• [DATA FOR THIS EXERCISE]:

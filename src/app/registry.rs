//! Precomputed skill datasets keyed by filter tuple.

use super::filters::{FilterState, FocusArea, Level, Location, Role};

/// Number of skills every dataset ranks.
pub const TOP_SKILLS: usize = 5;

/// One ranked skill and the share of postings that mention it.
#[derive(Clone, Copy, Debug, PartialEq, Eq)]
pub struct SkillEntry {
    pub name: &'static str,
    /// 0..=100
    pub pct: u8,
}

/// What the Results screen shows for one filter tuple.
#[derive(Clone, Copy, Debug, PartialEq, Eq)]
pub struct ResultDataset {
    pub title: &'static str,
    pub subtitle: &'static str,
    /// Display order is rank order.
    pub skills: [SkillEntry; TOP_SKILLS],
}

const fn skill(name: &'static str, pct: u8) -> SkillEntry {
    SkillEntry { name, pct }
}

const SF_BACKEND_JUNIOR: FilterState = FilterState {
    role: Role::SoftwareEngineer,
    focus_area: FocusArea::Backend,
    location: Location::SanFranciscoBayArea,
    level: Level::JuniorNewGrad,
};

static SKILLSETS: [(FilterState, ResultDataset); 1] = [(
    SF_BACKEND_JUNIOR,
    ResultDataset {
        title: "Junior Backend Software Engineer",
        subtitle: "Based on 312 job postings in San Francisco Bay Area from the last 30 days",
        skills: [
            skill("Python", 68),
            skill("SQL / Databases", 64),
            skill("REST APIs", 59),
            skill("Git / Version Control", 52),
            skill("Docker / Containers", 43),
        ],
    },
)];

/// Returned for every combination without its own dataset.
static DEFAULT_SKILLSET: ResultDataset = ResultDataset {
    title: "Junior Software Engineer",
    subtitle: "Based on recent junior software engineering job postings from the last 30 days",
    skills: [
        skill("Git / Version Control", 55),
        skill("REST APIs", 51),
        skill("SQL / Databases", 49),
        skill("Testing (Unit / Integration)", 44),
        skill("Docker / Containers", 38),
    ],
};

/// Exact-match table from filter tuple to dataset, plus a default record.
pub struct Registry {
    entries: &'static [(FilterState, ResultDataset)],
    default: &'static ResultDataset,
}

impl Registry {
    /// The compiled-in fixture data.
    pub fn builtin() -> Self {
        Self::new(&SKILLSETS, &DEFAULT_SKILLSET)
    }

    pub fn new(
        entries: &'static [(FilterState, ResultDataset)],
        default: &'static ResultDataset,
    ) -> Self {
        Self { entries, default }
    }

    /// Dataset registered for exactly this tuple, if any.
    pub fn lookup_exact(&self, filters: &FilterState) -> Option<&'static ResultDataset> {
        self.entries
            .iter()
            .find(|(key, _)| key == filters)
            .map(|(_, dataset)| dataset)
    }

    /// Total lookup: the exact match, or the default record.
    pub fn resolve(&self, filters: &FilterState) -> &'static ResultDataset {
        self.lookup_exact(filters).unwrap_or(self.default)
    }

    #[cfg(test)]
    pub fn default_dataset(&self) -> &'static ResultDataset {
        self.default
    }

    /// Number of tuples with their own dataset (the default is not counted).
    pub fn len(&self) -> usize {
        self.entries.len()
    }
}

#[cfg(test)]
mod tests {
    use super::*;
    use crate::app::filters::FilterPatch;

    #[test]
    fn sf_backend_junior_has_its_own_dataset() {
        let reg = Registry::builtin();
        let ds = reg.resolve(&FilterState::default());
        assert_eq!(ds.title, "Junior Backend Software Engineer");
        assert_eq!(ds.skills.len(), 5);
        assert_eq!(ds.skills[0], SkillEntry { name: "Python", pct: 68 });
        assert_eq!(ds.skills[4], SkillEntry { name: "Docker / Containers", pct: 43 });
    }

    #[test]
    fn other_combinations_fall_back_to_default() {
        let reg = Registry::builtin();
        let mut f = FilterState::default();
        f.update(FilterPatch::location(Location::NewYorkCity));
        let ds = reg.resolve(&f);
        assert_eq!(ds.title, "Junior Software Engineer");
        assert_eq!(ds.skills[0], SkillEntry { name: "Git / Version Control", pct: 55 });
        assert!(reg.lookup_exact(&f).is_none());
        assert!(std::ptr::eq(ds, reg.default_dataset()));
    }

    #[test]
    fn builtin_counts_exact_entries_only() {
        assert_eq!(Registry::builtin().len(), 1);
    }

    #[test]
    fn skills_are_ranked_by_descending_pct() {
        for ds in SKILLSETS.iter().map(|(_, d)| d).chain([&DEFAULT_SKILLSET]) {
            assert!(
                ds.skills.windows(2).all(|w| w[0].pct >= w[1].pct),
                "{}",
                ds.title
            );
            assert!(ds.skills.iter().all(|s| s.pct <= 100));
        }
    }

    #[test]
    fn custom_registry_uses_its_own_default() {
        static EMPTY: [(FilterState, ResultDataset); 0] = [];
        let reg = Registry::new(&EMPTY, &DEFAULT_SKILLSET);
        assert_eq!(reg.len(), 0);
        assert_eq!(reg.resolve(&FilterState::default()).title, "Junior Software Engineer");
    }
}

• [PROBLEM DESCRIPTION]: At the line with "for ds in SKILLSETS.iter().map(|(_, d)|", start returning lines exactly, and stop after the final line of the listing.

• [COMPLETED TASK]:
        for ds in SKILLSETS.iter().map(|(_, d)| d).chain([&DEFAULT_SKILLSET]) {
            assert!(
                ds.skills.windows(2).all(|w| w[0].pct >= w[1].pct),
                "{}",
                ds.title
            );
            assert!(ds.skills.iter().all(|s| s.pct <= 100));
        }
    }

    #[test]
    fn custom_registry_uses_its_own_default() {
        static EMPTY: [(FilterState, ResultDataset); 0] = [];
        let reg = Registry::new(&EMPTY, &DEFAULT_SKILLSET);
        assert_eq!(reg.len(), 0);
        assert_eq!(reg.resolve(&FilterState::default()).title, "Junior Software Engineer");
    }
}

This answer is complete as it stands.